According to the Bureau of Labor Statistics (BLS), the leisure and hospitality industry accounted for 70,000 of the new jobs, a remarkable leap from the previous year’s monthly average of just 14,000. Specifically, establishments focused on food and drink contributed 48,000 new positions. This hiring spree is strategically aligned with the upcoming World Cup, which will be co-hosted by the United States, Mexico, and Canada, drawing international attention and visitors.

This robust job creation comes as a relief amidst rising operational costs exacerbated by geopolitical tensions, notably the conflict between the US and Iran. Economists had anticipated a more modest increase of 105,000 jobs, making the actual figure a significant beat and underscoring the resilience of the labour market. Additionally, revisions to previous months’ data revealed an upward adjustment of 93,000 jobs in March and April, further highlighting a trend of strong hiring.

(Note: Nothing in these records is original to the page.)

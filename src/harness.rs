//! Simulation glue: a ground-truth Bernoulli environment and an episode driver.
//!
//! The agent never knows which arm is optimal. [`run_episode`] does, and it is
//! the one that writes each step's regret flag into the policy's regret log.

use rand::Rng;
use tracing::debug;

use crate::{BanditError, BanditPolicy, Result};

/// Fixed success probabilities, one per arm.
#[derive(Debug, Clone, PartialEq)]
pub struct BernoulliArms {
    probs: Vec<f64>,
}

impl BernoulliArms {
    /// Build from per-arm success probabilities, each in `[0, 1]`.
    pub fn new(probs: Vec<f64>) -> Result<Self> {
        if probs.is_empty() {
            return Err(BanditError::InvalidConfiguration(
                "environment needs at least one arm".to_string(),
            ));
        }
        if let Some((i, p)) = probs
            .iter()
            .enumerate()
            .find(|(_, p)| !(p.is_finite() && (0.0..=1.0).contains(*p)))
        {
            return Err(BanditError::InvalidConfiguration(format!(
                "arm {i}: success probability must be in [0, 1], got {p}"
            )));
        }
        Ok(Self { probs })
    }

    /// Number of arms.
    pub fn arm_count(&self) -> usize {
        self.probs.len()
    }

    /// Access the true success probabilities.
    pub fn probs(&self) -> &[f64] {
        &self.probs
    }

    /// Arm with the highest success probability (lowest index on ties).
    pub fn optimal_arm(&self) -> usize {
        crate::argmax_first(&self.probs).unwrap_or(0)
    }

    /// Play `arm` once, returning 1 on success and 0 otherwise.
    pub fn pull<R: Rng + ?Sized>(&self, arm: usize, rng: &mut R) -> Result<u8> {
        let p = *self.probs.get(arm).ok_or(BanditError::InvalidChoice {
            choice: arm,
            arm_count: self.arm_count(),
        })?;
        Ok(u8::from(rng.random::<f64>() < p))
    }
}

/// Totals from one [`run_episode`] call.
#[derive(Debug, Clone, Copy, PartialEq, Eq, Default)]
pub struct EpisodeSummary {
    /// Rounds played.
    pub steps: usize,
    /// Successes observed across all rounds.
    pub total_reward: u64,
    /// Steps on which a suboptimal arm was played.
    pub total_regret: u64,
}

/// Run `steps` rounds of select, pull, observe, and regret logging.
///
/// The policy's state is not reset first; call `clear_history` between
/// episodes if they should be independent.
pub fn run_episode<P, R>(
    policy: &mut P,
    env: &BernoulliArms,
    steps: usize,
    rng: &mut R,
) -> Result<EpisodeSummary>
where
    P: BanditPolicy + ?Sized,
    R: Rng + ?Sized,
{
    if policy.arm_count() != env.arm_count() {
        return Err(BanditError::InvalidConfiguration(format!(
            "policy has {} arms but environment has {}",
            policy.arm_count(),
            env.arm_count()
        )));
    }
    let optimal = env.optimal_arm();
    let mut summary = EpisodeSummary::default();
    for _ in 0..steps {
        let choice = policy.select_arm();
        let reward = env.pull(choice, rng)?;
        policy.observe_outcome(reward, choice)?;
        policy.record_regret(choice != optimal);
        summary.steps += 1;
        summary.total_reward += u64::from(reward);
        summary.total_regret += u64::from(choice != optimal);
    }
    debug!(
        steps = summary.steps,
        reward = summary.total_reward,
        regret = summary.total_regret,
        "episode finished"
    );
    Ok(summary)
}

Economic Pressures and Consumer Concerns

Despite the positive job figures, there are growing concerns about the potential for an economic downturn post-World Cup. Hospitality firms have reported a decline in hotel bookings, and many fans are expressing dissatisfaction with exorbitant ticket prices—some reaching as high as $1,000 (£736). Notably, former President Donald Trump commented on these steep prices, indicating he would not pay such amounts to attend matches.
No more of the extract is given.